C’est un combat de plus de 10 ans, mené par les conseillers moraux et aumôniers de prisons, qui se concrétise enfin. Ils seront mieux payés et bénéficieront d’un meilleur statut. L’aide qu’ils apportent aux détenus est loué par tout le monde. Deux anciens détenus témoignent.
« L’aumônier catholique qui me rendait visite à la prison de Bruges m’a sauvé la vie ! », témoigne l’ancien député liégeois Bernard Wesphael. Incarcéré en novembre 2013, il passera dix mois derrière les barreaux avant d’être libéré puis acquitté en 2016. « Je venais d’être arrêté et inculpé pour l’assassinat de mon épouse. J’étais anéanti, en-dessous de tout. L’aumônier est venu vers moi. Il m’a permis de reprendre pied et d’éviter que je ne me suicide. Au début, je le voyais tous les jours. Il m’a permis de me faire soigner et de sortir de mon désespoir. Il s’appelle Antoon Van De Putte. Non seulement on est resté amis, mais on va écrire un livre ensemble sur le manque de suivi social dans les prisons. En prison, vous pouvez avoir 1 psychiatre pour 300 détenus ! Il n’y a aucun suivi psychologique ou social pour les détenus. Ce que le gouvernement décide aujourd’hui est une bonne chose, mais ce n’est pas suffisant ».
Le Namurois Jean-Marc Mahy, qui a passé 19 ans en prison pour meurtre, doit lui aussi son salut à l’aumônier catholique qui venait le voir à Lantin en 1992. « Il s’appelle Philippe Landenne », témoigne-t-il. « Par deux fois, il m’a sauvé la vie. La première fois, il m’a sorti de la came alors que j’étais toxico depuis 7 ans. Et la deuxième fois, il a obtenu mon transfert de prison car j’étais menacé par d’autres détenus. » En revanche, ne comptez pas sur M. Mahy pour applaudir l’arrêté royal proposé par les ministres Geens (Justice), De Block (Santé) et Bacquelaine (Pension), améliorant le statut social des aumôniers. « Vous aurez remarqué que le ministre Geens prend cette mesure… 3 mois avant les élections ! Pour moi, ce ministre est un économiste, qui ne pense qu’argent. Savez-vous qu’à Lantin, il n’y a plus aucun conseiller laïc ? Et seulement 2 psychologues pour 1.000 détenus ? À Ittre, le délai d’attente pour voir un psy est de 20 mois ! Ce ministre investit dans de nouvelles prisons. Or, c’est dans l’humain qu’il faut investir. » C’est précisément ce qu’il fait aujourd’hui même si, pour certains, cela ne représente qu’une goutte d’eau dans la mer.

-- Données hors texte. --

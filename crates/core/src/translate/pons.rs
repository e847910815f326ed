use crate::clean;
use crate::config::ApiKey;
use crate::credentials::Service;
use crate::lang::LangCode;
use crate::translate::{check_status, read_json, Provider, TranslateError};
use futures::future::BoxFuture;
use futures::FutureExt;
use reqwest::{Client, StatusCode};
use serde::Deserialize;
use std::time::Duration;
use url::Url;

pub(crate) const PONS_API_URL: &str = "https://api.pons.com/v1";
const DEADLINE: Duration = Duration::from_secs(10);

/// Dictionaries PONS serves, named by their two language codes.
const SUPPORTED_PAIRS: [&str; 20] = [
    "deen", "dees", "depl", "enes", "enpl", "espl", "defr", "enfr", "deit", "enit", "esit",
    "frit", "deru", "enru", "denl", "ennl", "dept", "enpt", "espt", "frpt",
];

#[derive(Deserialize, Debug)]
pub(crate) struct PonsLanguageResult {
    #[serde(default)]
    pub hits: Vec<PonsHit>,
}

#[derive(Deserialize, Debug)]
pub(crate) struct PonsHit {
    #[serde(default)]
    pub roms: Vec<PonsRom>,
}

#[derive(Deserialize, Debug)]
pub(crate) struct PonsRom {
    #[serde(default)]
    pub headword_full: String,
    #[serde(default)]
    pub wordclass: String,
    #[serde(default)]
    pub arabs: Vec<PonsArab>,
}

#[derive(Deserialize, Debug)]
pub(crate) struct PonsArab {
    #[serde(default)]
    pub header: String,
    #[serde(default)]
    pub translations: Vec<PonsTranslation>,
}

#[derive(Deserialize, Debug)]
pub(crate) struct PonsTranslation {
    #[serde(default)]
    pub source: String,
    #[serde(default)]
    pub target: String,
}

/// `src+tgt`, or the reverse when only that dictionary exists.
pub(crate) fn dictionary_pair(source: LangCode, target: LangCode) -> String {
    let pair = format!("{source}{target}");
    let reverse = format!("{target}{source}");
    if !SUPPORTED_PAIRS.contains(&pair.as_str()) && SUPPORTED_PAIRS.contains(&reverse.as_str()) {
        reverse
    } else {
        pair
    }
}

/// Issues one dictionary lookup. `None` means PONS had no entry (HTTP 204).
pub(crate) async fn lookup(
    client: &Client,
    base_url: &str,
    pair: &str,
    text: &str,
    key: &ApiKey,
) -> Result<Option<Vec<PonsLanguageResult>>, TranslateError> {
    let url = Url::parse_with_params(
        &format!("{}/dictionary", base_url.trim_end_matches('/')),
        &[("l", pair), ("q", text)],
    )?;
    let response = client
        .get(url)
        .timeout(DEADLINE)
        .header("X-Secret", key.expose())
        .send()
        .await?;
    if response.status() == StatusCode::NO_CONTENT {
        return Ok(None);
    }
    let response = check_status(response, &[]).await?;
    Ok(Some(read_json(response).await?))
}

/// First translation of every sense, as `(source, target)` fragments.
fn sense_pairs(results: &[PonsLanguageResult]) -> impl Iterator<Item = (&str, &str)> {
    results
        .iter()
        .take(1)
        .flat_map(|lang| &lang.hits)
        .flat_map(|hit| &hit.roms)
        .flat_map(|rom| &rom.arabs)
        .filter_map(|arab| arab.translations.first())
        .map(|t| (t.source.as_str(), t.target.as_str()))
}

#[derive(Clone)]
pub struct PonsTranslator {
    client: Client,
    base_url: String,
}

impl PonsTranslator {
    pub fn new() -> Self {
        Self {
            client: Client::new(),
            base_url: PONS_API_URL.to_string(),
        }
    }

    pub fn with_base_url(mut self, base_url: String) -> Self {
        self.base_url = base_url;
        self
    }
}

impl Default for PonsTranslator {
    fn default() -> Self {
        Self::new()
    }
}

impl Provider for PonsTranslator {
    fn name(&self) -> &'static str {
        "PONS"
    }

    fn service(&self) -> Option<Service> {
        Some(Service::Pons)
    }

    fn deadline(&self) -> Duration {
        DEADLINE
    }

    fn request(
        &self,
        text: String,
        source: LangCode,
        target: LangCode,
        credential: Option<ApiKey>,
    ) -> BoxFuture<'_, Result<String, TranslateError>> {
        async move {
            let key = credential.ok_or(TranslateError::MissingCredential)?;
            let pair = dictionary_pair(source, target);
            let results = lookup(&self.client, &self.base_url, &pair, &text, &key)
                .await?
                .ok_or_else(|| TranslateError::InvalidResponse(format!("no entry for {text:?}")))?;

            let cleaned = clean::clean_translations(sense_pairs(&results));
            if cleaned.is_empty() {
                return Err(TranslateError::InvalidResponse(
                    "no usable translations in entry".to_string(),
                ));
            }
            Ok(cleaned.join(", "))
        }
        .boxed()
    }
}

Actuellement, l’État belge paie le salaire de 79 équivalents temps plein, répartis comme suit : 27 conseillers musulmans, 25 aumôniers catholiques, 9,4 protestants, 9 conseillers moraux, 5 aumôniers orthodoxes, 2 israélites et 2 anglicans.
À ces conseillers et aumôniers payés par l’État, s’ajoutent des volontaires qui assistent moralement et religieusement les détenus. Ils le font à titre gratuit.
Gare au prosélytisme
Concernant ces volontaires, Bernard Wesphael met en garde, sans vouloir généraliser. « Il faudrait davantage vérifier qui sont ces personnes », dit-il. « À Bruges, deux représentants de l’église évangéliste sont venus me voir. Leur but n’était pas de m’accompagner mais de le convertir ! L’un d’eux s’est même mis à genoux devant moi pour demander la rédemption, il priait pour moi ! Ça ne va pas. Mon aumônier catholique, lui, m’a réellement écouté, sans me parler de Dieu ! »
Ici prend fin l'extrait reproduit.